> [Exercise objective] Where in the material does the word "Control" appear? Copy each line that has it.
★ ★ ★ ★ ★
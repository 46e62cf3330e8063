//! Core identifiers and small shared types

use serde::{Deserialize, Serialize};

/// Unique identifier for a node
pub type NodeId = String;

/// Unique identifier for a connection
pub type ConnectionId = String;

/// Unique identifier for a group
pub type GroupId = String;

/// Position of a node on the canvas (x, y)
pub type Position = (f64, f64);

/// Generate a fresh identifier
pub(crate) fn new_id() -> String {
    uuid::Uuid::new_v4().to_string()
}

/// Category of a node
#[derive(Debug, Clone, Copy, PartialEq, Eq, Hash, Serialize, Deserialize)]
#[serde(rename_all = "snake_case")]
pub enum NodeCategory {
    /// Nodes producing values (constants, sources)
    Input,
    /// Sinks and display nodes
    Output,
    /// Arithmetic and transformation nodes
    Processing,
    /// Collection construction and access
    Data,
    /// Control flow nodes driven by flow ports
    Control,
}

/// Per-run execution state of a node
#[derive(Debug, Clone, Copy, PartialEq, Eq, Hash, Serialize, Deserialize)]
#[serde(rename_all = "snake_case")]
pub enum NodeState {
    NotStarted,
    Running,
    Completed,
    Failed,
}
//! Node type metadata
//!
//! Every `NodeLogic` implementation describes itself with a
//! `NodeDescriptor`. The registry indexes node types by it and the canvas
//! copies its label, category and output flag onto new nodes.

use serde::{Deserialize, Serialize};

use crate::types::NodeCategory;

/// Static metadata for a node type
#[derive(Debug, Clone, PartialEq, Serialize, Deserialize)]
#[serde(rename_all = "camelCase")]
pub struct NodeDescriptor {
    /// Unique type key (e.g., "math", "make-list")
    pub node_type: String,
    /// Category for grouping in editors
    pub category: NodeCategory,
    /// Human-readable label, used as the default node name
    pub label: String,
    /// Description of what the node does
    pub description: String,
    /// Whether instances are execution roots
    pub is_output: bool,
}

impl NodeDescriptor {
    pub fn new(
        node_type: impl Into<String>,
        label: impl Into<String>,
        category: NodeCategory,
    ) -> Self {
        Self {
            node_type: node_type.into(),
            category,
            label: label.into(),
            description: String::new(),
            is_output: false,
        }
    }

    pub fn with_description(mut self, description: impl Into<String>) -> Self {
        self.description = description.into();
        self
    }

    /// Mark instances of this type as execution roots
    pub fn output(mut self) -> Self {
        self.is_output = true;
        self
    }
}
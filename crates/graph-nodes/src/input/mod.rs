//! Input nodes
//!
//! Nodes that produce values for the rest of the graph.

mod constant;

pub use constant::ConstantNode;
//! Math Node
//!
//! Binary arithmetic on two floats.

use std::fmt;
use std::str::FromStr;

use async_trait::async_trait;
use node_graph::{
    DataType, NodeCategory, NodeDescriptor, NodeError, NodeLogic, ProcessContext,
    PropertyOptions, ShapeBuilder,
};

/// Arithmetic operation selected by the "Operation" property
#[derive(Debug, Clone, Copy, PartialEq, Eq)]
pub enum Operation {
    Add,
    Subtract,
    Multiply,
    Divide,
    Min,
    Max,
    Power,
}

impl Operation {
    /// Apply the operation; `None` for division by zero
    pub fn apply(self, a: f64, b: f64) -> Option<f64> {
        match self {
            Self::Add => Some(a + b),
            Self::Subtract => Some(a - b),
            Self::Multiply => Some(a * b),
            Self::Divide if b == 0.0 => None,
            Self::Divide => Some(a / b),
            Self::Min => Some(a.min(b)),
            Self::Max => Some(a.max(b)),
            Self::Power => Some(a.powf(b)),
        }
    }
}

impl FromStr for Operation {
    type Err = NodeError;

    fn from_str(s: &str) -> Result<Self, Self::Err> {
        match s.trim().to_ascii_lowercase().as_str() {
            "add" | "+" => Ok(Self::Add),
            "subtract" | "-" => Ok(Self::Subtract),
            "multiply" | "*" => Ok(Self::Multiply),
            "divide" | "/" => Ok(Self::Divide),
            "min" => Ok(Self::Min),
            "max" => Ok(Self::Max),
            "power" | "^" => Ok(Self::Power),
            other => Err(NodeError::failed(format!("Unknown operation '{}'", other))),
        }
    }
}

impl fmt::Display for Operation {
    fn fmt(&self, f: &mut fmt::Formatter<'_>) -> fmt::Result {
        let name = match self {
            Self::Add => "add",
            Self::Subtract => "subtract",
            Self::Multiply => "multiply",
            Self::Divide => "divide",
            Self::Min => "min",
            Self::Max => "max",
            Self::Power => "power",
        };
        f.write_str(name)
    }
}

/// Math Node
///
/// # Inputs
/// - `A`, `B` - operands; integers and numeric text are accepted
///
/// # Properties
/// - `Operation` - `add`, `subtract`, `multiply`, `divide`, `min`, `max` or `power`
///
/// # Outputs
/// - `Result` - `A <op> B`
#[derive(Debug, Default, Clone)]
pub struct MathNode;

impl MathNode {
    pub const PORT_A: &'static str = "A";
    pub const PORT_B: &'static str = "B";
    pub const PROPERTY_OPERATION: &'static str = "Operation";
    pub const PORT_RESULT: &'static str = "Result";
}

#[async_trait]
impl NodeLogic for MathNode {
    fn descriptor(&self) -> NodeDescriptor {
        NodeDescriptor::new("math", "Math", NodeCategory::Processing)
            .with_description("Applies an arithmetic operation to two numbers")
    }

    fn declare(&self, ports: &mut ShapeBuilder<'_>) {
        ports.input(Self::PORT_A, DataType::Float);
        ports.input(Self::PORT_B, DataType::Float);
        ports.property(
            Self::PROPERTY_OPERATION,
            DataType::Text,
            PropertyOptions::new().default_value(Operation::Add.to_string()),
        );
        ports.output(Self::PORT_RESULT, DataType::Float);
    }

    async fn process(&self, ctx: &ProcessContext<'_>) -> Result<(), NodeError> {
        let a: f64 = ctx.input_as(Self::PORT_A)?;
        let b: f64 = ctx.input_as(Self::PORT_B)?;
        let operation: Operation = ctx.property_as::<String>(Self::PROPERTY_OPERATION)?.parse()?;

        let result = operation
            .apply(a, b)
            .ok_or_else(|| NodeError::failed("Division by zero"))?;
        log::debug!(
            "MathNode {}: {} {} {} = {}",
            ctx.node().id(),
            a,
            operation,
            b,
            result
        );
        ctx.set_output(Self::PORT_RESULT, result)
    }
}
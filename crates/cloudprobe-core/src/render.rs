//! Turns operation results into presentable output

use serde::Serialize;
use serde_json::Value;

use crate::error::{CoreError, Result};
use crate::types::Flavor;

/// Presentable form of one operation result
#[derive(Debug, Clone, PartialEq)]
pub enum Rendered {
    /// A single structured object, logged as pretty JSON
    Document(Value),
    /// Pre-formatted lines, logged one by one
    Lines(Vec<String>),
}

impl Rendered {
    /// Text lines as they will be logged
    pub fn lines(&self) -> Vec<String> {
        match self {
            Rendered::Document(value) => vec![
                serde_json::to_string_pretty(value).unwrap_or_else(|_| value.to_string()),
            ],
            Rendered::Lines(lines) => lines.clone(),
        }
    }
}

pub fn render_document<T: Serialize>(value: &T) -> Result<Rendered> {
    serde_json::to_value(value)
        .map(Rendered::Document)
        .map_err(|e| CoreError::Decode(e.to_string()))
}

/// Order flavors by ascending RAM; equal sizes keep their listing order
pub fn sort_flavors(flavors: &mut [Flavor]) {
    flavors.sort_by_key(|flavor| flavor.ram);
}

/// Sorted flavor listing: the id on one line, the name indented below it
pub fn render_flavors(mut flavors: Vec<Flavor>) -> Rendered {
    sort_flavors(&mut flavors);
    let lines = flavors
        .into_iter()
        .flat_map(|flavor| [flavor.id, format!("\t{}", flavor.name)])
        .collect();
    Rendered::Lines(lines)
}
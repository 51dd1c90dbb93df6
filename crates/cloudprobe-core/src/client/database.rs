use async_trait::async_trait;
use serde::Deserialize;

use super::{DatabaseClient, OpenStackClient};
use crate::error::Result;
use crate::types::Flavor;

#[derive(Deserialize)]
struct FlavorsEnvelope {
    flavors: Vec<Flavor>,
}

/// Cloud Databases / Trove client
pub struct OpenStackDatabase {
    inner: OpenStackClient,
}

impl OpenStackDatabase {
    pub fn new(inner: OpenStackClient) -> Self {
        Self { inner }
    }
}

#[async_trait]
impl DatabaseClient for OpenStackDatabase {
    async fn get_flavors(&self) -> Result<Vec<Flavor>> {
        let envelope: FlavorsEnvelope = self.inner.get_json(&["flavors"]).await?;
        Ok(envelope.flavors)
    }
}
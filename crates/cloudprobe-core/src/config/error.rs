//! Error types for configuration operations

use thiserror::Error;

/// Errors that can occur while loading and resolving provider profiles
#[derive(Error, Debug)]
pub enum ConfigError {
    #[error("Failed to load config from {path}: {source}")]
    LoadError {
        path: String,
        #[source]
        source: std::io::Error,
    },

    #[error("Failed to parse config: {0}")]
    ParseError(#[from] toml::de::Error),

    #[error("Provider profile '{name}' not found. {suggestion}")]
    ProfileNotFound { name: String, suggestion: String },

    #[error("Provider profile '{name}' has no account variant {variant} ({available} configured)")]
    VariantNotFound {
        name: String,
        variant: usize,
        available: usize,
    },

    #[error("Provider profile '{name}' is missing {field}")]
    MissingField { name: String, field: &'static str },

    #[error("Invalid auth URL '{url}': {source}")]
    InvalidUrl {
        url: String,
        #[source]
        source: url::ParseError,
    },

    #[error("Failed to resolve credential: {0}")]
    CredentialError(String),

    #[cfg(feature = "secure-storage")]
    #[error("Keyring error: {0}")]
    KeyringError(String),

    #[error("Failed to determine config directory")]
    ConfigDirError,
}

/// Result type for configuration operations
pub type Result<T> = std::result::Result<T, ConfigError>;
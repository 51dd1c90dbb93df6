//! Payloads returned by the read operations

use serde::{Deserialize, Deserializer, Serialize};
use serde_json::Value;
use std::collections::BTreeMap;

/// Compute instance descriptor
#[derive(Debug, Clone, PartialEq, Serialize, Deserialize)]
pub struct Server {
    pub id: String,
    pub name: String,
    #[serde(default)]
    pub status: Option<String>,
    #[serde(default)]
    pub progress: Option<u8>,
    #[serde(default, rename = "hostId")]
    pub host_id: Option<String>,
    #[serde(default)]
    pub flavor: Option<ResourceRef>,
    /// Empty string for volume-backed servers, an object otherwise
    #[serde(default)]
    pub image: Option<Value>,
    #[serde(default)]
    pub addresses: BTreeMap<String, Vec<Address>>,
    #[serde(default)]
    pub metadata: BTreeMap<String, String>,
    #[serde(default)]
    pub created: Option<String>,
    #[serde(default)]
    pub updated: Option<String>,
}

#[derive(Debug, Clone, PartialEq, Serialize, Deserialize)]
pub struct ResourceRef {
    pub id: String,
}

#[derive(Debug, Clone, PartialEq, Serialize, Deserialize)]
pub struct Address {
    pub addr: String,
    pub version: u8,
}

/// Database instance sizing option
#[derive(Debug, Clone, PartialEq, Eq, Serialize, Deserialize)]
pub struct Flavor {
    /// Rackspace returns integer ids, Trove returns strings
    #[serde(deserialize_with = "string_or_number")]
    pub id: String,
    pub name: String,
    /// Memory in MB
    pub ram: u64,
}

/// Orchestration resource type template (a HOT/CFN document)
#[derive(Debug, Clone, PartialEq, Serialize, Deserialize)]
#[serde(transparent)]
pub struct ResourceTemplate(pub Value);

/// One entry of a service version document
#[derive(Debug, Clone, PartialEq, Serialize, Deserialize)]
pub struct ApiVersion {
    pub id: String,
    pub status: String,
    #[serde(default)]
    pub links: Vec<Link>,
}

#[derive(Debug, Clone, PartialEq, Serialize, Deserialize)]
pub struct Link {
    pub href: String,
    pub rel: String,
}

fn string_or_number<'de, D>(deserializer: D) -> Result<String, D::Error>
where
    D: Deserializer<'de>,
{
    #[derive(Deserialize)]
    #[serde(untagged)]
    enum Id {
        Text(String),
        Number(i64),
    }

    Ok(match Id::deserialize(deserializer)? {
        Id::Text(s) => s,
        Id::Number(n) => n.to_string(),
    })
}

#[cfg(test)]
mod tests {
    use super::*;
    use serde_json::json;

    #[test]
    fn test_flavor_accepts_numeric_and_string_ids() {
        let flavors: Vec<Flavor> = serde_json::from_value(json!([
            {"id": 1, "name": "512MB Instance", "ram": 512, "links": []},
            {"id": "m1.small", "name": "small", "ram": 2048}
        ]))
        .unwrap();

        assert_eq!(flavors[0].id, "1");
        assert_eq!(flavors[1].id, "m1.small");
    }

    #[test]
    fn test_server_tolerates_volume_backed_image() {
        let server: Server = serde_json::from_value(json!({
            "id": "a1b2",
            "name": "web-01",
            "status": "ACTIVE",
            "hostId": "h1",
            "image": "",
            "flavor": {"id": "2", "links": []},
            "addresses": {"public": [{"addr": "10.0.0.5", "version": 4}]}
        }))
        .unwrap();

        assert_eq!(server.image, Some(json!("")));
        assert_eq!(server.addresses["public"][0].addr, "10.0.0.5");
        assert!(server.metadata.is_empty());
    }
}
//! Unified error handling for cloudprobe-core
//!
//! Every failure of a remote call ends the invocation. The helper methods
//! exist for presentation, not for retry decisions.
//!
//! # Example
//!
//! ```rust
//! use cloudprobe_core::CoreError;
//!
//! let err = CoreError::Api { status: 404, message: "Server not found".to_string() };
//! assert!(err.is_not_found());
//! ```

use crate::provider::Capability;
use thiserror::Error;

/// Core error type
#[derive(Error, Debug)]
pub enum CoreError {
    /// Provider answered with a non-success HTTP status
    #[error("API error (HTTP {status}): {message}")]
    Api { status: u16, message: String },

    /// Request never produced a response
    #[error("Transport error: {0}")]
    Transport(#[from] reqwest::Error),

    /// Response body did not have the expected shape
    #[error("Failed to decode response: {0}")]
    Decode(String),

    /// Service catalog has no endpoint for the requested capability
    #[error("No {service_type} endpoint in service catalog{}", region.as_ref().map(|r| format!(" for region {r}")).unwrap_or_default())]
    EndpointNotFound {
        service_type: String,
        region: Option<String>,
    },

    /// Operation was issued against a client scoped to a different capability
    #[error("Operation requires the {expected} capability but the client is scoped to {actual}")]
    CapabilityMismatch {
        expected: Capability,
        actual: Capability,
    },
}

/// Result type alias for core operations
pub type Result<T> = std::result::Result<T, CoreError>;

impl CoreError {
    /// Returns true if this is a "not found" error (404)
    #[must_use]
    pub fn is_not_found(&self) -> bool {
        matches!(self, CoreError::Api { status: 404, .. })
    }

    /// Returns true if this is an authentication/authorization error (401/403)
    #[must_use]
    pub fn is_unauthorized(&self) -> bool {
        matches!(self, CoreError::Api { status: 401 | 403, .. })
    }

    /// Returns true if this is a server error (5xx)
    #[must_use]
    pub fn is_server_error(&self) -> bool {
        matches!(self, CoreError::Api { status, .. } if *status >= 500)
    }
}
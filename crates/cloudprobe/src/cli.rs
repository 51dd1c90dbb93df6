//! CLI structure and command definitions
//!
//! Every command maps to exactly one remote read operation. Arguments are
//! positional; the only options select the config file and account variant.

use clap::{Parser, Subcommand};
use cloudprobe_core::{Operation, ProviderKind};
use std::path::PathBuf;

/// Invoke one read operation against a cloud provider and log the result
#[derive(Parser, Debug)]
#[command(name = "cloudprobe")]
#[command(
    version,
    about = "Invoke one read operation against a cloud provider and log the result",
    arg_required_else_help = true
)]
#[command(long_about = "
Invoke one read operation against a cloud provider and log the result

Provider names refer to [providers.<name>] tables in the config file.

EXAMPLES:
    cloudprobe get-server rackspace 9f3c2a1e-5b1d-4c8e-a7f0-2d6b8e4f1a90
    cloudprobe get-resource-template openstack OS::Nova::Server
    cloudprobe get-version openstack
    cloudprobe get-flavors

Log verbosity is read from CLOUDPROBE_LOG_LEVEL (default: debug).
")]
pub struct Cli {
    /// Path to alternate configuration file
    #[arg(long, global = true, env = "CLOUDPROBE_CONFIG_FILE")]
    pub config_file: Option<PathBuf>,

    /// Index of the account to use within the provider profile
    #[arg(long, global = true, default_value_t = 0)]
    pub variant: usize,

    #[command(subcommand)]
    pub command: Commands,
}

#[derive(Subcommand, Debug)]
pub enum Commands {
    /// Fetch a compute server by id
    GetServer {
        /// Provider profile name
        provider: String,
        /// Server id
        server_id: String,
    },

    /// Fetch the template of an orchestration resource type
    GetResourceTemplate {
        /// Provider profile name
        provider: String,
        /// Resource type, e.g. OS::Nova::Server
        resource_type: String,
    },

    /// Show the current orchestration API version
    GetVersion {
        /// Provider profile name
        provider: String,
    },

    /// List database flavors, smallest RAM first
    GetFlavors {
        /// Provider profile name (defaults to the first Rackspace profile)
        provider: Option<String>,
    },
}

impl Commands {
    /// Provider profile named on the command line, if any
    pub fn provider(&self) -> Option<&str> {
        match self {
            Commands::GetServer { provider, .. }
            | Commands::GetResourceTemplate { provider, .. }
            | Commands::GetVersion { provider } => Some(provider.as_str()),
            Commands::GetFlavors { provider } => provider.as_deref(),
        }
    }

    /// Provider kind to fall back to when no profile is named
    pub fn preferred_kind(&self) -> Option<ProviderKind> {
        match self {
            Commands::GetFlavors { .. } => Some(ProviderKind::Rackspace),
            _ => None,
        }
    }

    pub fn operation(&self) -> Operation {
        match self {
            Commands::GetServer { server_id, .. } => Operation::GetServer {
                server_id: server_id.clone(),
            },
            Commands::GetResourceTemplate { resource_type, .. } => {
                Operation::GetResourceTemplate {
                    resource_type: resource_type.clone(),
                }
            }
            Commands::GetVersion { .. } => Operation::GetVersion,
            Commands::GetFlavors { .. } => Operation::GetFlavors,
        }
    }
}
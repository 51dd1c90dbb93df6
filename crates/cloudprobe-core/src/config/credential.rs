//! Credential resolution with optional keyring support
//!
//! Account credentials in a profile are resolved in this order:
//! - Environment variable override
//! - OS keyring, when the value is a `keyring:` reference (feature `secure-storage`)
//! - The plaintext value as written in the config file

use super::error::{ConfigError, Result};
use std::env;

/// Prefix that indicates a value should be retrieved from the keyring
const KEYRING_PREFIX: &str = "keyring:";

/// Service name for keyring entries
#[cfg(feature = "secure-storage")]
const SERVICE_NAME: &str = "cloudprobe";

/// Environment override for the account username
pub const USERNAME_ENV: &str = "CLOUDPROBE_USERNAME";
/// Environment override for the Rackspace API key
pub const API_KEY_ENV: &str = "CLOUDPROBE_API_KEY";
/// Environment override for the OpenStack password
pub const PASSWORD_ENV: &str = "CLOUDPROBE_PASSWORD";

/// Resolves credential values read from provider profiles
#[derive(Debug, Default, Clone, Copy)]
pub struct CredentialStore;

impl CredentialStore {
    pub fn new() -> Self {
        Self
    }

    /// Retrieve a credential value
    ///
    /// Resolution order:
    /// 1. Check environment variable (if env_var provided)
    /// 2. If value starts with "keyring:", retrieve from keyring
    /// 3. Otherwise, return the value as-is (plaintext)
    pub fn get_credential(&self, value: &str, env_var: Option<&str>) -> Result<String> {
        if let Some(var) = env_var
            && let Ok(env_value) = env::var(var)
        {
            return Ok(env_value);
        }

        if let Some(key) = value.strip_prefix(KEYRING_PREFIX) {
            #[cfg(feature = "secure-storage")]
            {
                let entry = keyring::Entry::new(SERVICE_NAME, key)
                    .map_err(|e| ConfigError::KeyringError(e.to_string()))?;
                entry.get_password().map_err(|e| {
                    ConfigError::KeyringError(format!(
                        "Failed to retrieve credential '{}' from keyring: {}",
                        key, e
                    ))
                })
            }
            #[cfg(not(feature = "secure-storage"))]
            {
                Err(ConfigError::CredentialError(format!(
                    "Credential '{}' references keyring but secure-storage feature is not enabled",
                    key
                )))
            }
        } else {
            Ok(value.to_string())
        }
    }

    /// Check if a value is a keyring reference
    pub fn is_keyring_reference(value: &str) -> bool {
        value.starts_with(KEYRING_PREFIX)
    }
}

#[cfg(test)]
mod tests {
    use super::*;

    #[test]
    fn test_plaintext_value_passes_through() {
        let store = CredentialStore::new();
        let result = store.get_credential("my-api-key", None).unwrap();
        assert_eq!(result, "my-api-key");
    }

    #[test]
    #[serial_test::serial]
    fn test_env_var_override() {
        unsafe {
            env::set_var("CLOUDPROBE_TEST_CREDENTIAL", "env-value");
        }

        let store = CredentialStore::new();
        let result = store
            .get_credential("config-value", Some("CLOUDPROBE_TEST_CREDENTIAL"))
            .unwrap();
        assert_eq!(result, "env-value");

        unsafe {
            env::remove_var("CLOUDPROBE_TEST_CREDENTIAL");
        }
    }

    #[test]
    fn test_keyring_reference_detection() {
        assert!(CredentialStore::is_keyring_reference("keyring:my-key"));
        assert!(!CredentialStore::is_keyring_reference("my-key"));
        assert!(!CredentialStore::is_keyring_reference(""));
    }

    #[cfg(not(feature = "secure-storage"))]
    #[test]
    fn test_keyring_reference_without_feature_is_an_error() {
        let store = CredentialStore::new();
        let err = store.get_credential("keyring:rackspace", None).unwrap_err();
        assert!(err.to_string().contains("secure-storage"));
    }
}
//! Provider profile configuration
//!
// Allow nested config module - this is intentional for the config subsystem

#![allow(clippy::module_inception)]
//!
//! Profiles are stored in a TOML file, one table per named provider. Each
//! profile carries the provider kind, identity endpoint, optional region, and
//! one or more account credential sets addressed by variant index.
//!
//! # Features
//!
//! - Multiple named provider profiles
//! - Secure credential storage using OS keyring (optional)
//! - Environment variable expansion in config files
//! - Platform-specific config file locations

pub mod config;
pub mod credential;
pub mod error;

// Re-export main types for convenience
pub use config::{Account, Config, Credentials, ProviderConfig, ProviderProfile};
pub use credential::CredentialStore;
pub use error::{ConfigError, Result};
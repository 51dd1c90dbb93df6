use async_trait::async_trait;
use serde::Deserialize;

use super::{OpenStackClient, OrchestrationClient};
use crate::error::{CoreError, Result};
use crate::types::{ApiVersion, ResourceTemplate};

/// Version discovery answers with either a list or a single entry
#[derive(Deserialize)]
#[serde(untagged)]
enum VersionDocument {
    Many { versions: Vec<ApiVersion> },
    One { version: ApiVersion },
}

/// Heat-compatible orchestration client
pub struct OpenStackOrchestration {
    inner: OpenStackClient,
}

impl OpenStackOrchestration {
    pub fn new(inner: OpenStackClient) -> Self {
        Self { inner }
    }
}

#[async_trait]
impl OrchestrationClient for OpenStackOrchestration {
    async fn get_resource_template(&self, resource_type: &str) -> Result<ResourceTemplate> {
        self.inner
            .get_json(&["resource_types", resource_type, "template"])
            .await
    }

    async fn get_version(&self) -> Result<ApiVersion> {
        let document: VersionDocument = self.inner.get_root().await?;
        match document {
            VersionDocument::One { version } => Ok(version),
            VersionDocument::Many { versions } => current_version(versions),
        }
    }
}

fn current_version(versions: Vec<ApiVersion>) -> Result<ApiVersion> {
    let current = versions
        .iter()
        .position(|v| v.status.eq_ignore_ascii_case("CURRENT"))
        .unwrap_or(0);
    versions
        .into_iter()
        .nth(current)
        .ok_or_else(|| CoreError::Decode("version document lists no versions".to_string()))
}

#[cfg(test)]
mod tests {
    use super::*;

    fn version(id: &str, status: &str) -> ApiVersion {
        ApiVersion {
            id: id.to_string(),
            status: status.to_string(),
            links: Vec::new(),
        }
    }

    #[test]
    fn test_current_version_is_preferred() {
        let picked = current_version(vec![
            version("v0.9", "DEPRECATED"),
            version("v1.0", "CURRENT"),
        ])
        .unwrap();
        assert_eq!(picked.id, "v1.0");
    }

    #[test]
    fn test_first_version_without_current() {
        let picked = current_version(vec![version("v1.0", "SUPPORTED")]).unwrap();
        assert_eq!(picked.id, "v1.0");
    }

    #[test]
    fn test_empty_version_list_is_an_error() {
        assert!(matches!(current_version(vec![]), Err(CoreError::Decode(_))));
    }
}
★ ★ ★ ★ ★
> [Exercise answer]
    /// Control flow nodes driven by flow ports
    Control,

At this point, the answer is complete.